- **RECORDS**
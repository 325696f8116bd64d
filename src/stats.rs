//! Run statistics
//!
//! Counters are plain atomics so the reporter thread and the progress
//! display can read them while the scheduler loop writes.

use crate::protocol::{Action, Outcome};
use crate::scheduler::StopSignal;
use crate::verifier::Verdict;
use std::sync::atomic::{AtomicU64, Ordering};
use std::sync::Arc;
use std::thread::{self, JoinHandle};
use std::time::{Duration, Instant};
use tracing::info;

const ACTION_COUNT: usize = Action::ALL.len();

/// Shared counters for one run
#[derive(Debug, Default)]
pub struct RunStats {
    pub jobs_dispatched: AtomicU64,
    pub jobs_completed: AtomicU64,
    pub jobs_requeued: AtomicU64,
    pub workers_connected: AtomicU64,
    pub workers_lost: AtomicU64,
    pub workers_reaped: AtomicU64,

    /// Successful outcomes per action
    pub succeeded: [AtomicU64; ACTION_COUNT],

    /// Failed outcomes per action
    pub failed: [AtomicU64; ACTION_COUNT],

    pub committed: AtomicU64,
    pub stale: AtomicU64,
    pub tolerated: AtomicU64,
    pub corrected: AtomicU64,
    pub retired: AtomicU64,
    pub violations: AtomicU64,

    /// Results reported as plain strings, counted but not verified
    pub unverified: AtomicU64,

    /// Outcome-shaped results that failed to decode
    pub malformed: AtomicU64,

    /// `job_done` for an unknown worker or job
    pub dropped: AtomicU64,

    pub bytes_read: AtomicU64,
    pub bytes_written: AtomicU64,

    /// Gauges refreshed by the scheduler loop
    pub active_workers: AtomicU64,
    pub active_dirs: AtomicU64,
    pub synced_dirs: AtomicU64,
    pub files_on_disk: AtomicU64,
}

impl RunStats {
    pub fn new() -> Arc<Self> {
        Arc::new(Self::default())
    }

    fn bump(counter: &AtomicU64) {
        counter.fetch_add(1, Ordering::Relaxed);
    }

    pub fn record_dispatch(&self) {
        Self::bump(&self.jobs_dispatched);
    }

    pub fn record_requeued(&self, jobs: usize) {
        self.jobs_requeued.fetch_add(jobs as u64, Ordering::Relaxed);
    }

    pub fn record_connect(&self) {
        Self::bump(&self.workers_connected);
    }

    pub fn record_lost(&self) {
        Self::bump(&self.workers_lost);
    }

    pub fn record_reaped(&self) {
        Self::bump(&self.workers_reaped);
    }

    pub fn record_unverified(&self) {
        Self::bump(&self.jobs_completed);
        Self::bump(&self.unverified);
    }

    pub fn record_malformed(&self) {
        Self::bump(&self.jobs_completed);
        Self::bump(&self.malformed);
    }

    pub fn record_dropped(&self) {
        Self::bump(&self.dropped);
    }

    /// Count a verified outcome and its verdict
    pub fn record_outcome(&self, outcome: &Outcome, verdict: &Verdict) {
        Self::bump(&self.jobs_completed);

        let idx = outcome.action.index();
        if outcome.is_success() {
            Self::bump(&self.succeeded[idx]);
            let bytes = outcome.data.chunk_size.unwrap_or(0);
            match outcome.action {
                Action::Read => {
                    self.bytes_read.fetch_add(bytes, Ordering::Relaxed);
                }
                Action::Write => {
                    self.bytes_written.fetch_add(bytes, Ordering::Relaxed);
                }
                _ => {}
            }
        } else {
            Self::bump(&self.failed[idx]);
        }

        let counter = match verdict {
            Verdict::Committed => &self.committed,
            Verdict::Stale => &self.stale,
            Verdict::Tolerated { .. } => &self.tolerated,
            Verdict::Corrected => &self.corrected,
            Verdict::Retired { .. } => &self.retired,
            Verdict::Violation(_) => &self.violations,
        };
        Self::bump(counter);
    }

    pub fn set_workers(&self, count: usize) {
        self.active_workers.store(count as u64, Ordering::Relaxed);
    }

    pub fn set_namespace(&self, active_dirs: usize, synced_dirs: usize, files_on_disk: usize) {
        self.active_dirs.store(active_dirs as u64, Ordering::Relaxed);
        self.synced_dirs.store(synced_dirs as u64, Ordering::Relaxed);
        self.files_on_disk.store(files_on_disk as u64, Ordering::Relaxed);
    }

    pub fn violations(&self) -> u64 {
        self.violations.load(Ordering::Relaxed)
    }

    pub fn jobs_completed(&self) -> u64 {
        self.jobs_completed.load(Ordering::Relaxed)
    }

    /// Point-in-time copy of every counter
    pub fn snapshot(&self) -> StatsSnapshot {
        let load = |c: &AtomicU64| c.load(Ordering::Relaxed);
        StatsSnapshot {
            jobs_dispatched: load(&self.jobs_dispatched),
            jobs_completed: load(&self.jobs_completed),
            jobs_requeued: load(&self.jobs_requeued),
            workers_connected: load(&self.workers_connected),
            workers_lost: load(&self.workers_lost),
            workers_reaped: load(&self.workers_reaped),
            succeeded: std::array::from_fn(|i| load(&self.succeeded[i])),
            failed: std::array::from_fn(|i| load(&self.failed[i])),
            committed: load(&self.committed),
            stale: load(&self.stale),
            tolerated: load(&self.tolerated),
            corrected: load(&self.corrected),
            retired: load(&self.retired),
            violations: load(&self.violations),
            unverified: load(&self.unverified),
            malformed: load(&self.malformed),
            dropped: load(&self.dropped),
            bytes_read: load(&self.bytes_read),
            bytes_written: load(&self.bytes_written),
            active_workers: load(&self.active_workers),
            active_dirs: load(&self.active_dirs),
            synced_dirs: load(&self.synced_dirs),
            files_on_disk: load(&self.files_on_disk),
        }
    }
}

/// Plain copy of [`RunStats`]
#[derive(Debug, Clone, Default, PartialEq, Eq)]
pub struct StatsSnapshot {
    pub jobs_dispatched: u64,
    pub jobs_completed: u64,
    pub jobs_requeued: u64,
    pub workers_connected: u64,
    pub workers_lost: u64,
    pub workers_reaped: u64,
    pub succeeded: [u64; ACTION_COUNT],
    pub failed: [u64; ACTION_COUNT],
    pub committed: u64,
    pub stale: u64,
    pub tolerated: u64,
    pub corrected: u64,
    pub retired: u64,
    pub violations: u64,
    pub unverified: u64,
    pub malformed: u64,
    pub dropped: u64,
    pub bytes_read: u64,
    pub bytes_written: u64,
    pub active_workers: u64,
    pub active_dirs: u64,
    pub synced_dirs: u64,
    pub files_on_disk: u64,
}

impl StatsSnapshot {
    pub fn succeeded(&self, action: Action) -> u64 {
        self.succeeded[action.index()]
    }

    pub fn failed(&self, action: Action) -> u64 {
        self.failed[action.index()]
    }

    /// Completed jobs per second over `elapsed`
    pub fn jobs_per_second(&self, elapsed: Duration) -> f64 {
        let secs = elapsed.as_secs_f64();
        if secs > 0.0 {
            self.jobs_completed as f64 / secs
        } else {
            0.0
        }
    }

    /// Log the snapshot as one structured block
    pub fn log(&self, elapsed: Duration) {
        info!(
            elapsed_secs = elapsed.as_secs(),
            dispatched = self.jobs_dispatched,
            completed = self.jobs_completed,
            requeued = self.jobs_requeued,
            rate = format!("{:.1}/s", self.jobs_per_second(elapsed)),
            workers = self.active_workers,
            workers_lost = self.workers_lost,
            "Run statistics"
        );
        info!(
            active_dirs = self.active_dirs,
            synced_dirs = self.synced_dirs,
            files_on_disk = self.files_on_disk,
            bytes_read = self.bytes_read,
            bytes_written = self.bytes_written,
            "Namespace statistics"
        );
        info!(
            committed = self.committed,
            stale = self.stale,
            tolerated = self.tolerated,
            corrected = self.corrected,
            retired = self.retired,
            violations = self.violations,
            unverified = self.unverified,
            malformed = self.malformed,
            "Verdict statistics"
        );
        for action in Action::ALL {
            let (ok, failed) = (self.succeeded(action), self.failed(action));
            if ok + failed > 0 {
                info!(action = %action, succeeded = ok, failed = failed, "Action statistics");
            }
        }
    }
}

/// Background thread logging statistics at a fixed interval
pub struct StatsReporter {
    handle: JoinHandle<()>,
}

impl StatsReporter {
    /// How often the reporter checks the stop signal
    const POLL: Duration = Duration::from_millis(100);

    pub fn spawn(
        stats: Arc<RunStats>,
        interval: Duration,
        stop: StopSignal,
    ) -> std::io::Result<Self> {
        let handle = thread::Builder::new()
            .name("stats-reporter".into())
            .spawn(move || {
                let start = Instant::now();
                let mut next = start + interval;
                while !stop.is_stopped() {
                    thread::sleep(Self::POLL.min(interval));
                    if Instant::now() >= next {
                        stats.snapshot().log(start.elapsed());
                        next += interval;
                    }
                }
            })?;
        Ok(Self { handle })
    }

    /// Wait for the reporter to notice the stop signal
    pub fn join(self) {
        let _ = self.handle.join();
    }
}

#[cfg(test)]
mod tests {
    use super::*;
    use crate::protocol::{parse_timestamp, ErrorCode, OutcomeData};
    use crate::verifier::Violation;

    fn ts() -> chrono::NaiveDateTime {
        parse_timestamp("2024/01/01 00:00:00.000000").unwrap()
    }

    #[test]
    fn test_record_outcomes() {
        let stats = RunStats::new();

        let data = OutcomeData {
            chunk_size: Some(4096),
            ..Default::default()
        };
        let write = Outcome::success(Action::Write, "/d/f", ts(), data.clone());
        stats.record_outcome(&write, &Verdict::Committed);
        let read = Outcome::success(Action::Read, "/d/f", ts(), data);
        stats.record_outcome(
            &read,
            &Verdict::Violation(Violation::LostContext {
                action: Action::Read,
                target: "/".into(),
                code: "x".into(),
                message: String::new(),
            }),
        );
        let failed = Outcome::failure(Action::Stat, "/d/f", ts(), ErrorCode::NoTarget, "gone");
        stats.record_outcome(
            &failed,
            &Verdict::Tolerated {
                code: ErrorCode::NoTarget,
            },
        );
        stats.record_unverified();
        stats.record_malformed();

        let snap = stats.snapshot();
        assert_eq!(snap.jobs_completed, 5);
        assert_eq!(snap.succeeded(Action::Write), 1);
        assert_eq!(snap.failed(Action::Stat), 1);
        assert_eq!(snap.bytes_written, 4096);
        assert_eq!(snap.bytes_read, 4096);
        assert_eq!(snap.violations, 1);
        assert_eq!(snap.tolerated, 1);
        assert_eq!(snap.unverified, 1);
        assert_eq!(snap.malformed, 1);
        assert_eq!(stats.violations(), 1);
    }

    #[test]
    fn test_jobs_per_second() {
        let snap = StatsSnapshot {
            jobs_completed: 1000,
            ..Default::default()
        };
        assert!((snap.jobs_per_second(Duration::from_secs(10)) - 100.0).abs() < 0.1);
        assert_eq!(snap.jobs_per_second(Duration::ZERO), 0.0);
    }

    #[test]
    fn test_reporter_stops() {
        let stop = StopSignal::new();
        let reporter =
            StatsReporter::spawn(RunStats::new(), Duration::from_millis(10), stop.clone()).unwrap();
        thread::sleep(Duration::from_millis(30));
        stop.stop();
        reporter.join();
    }
}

- **TASK TO CARRY OUT**
For every line of the material above that contains the word "array", show the line.

- **YOUR RESPONSE**
            succeeded: std::array::from_fn(|i| load(&self.succeeded[i])),
            failed: std::array::from_fn(|i| load(&self.failed[i])),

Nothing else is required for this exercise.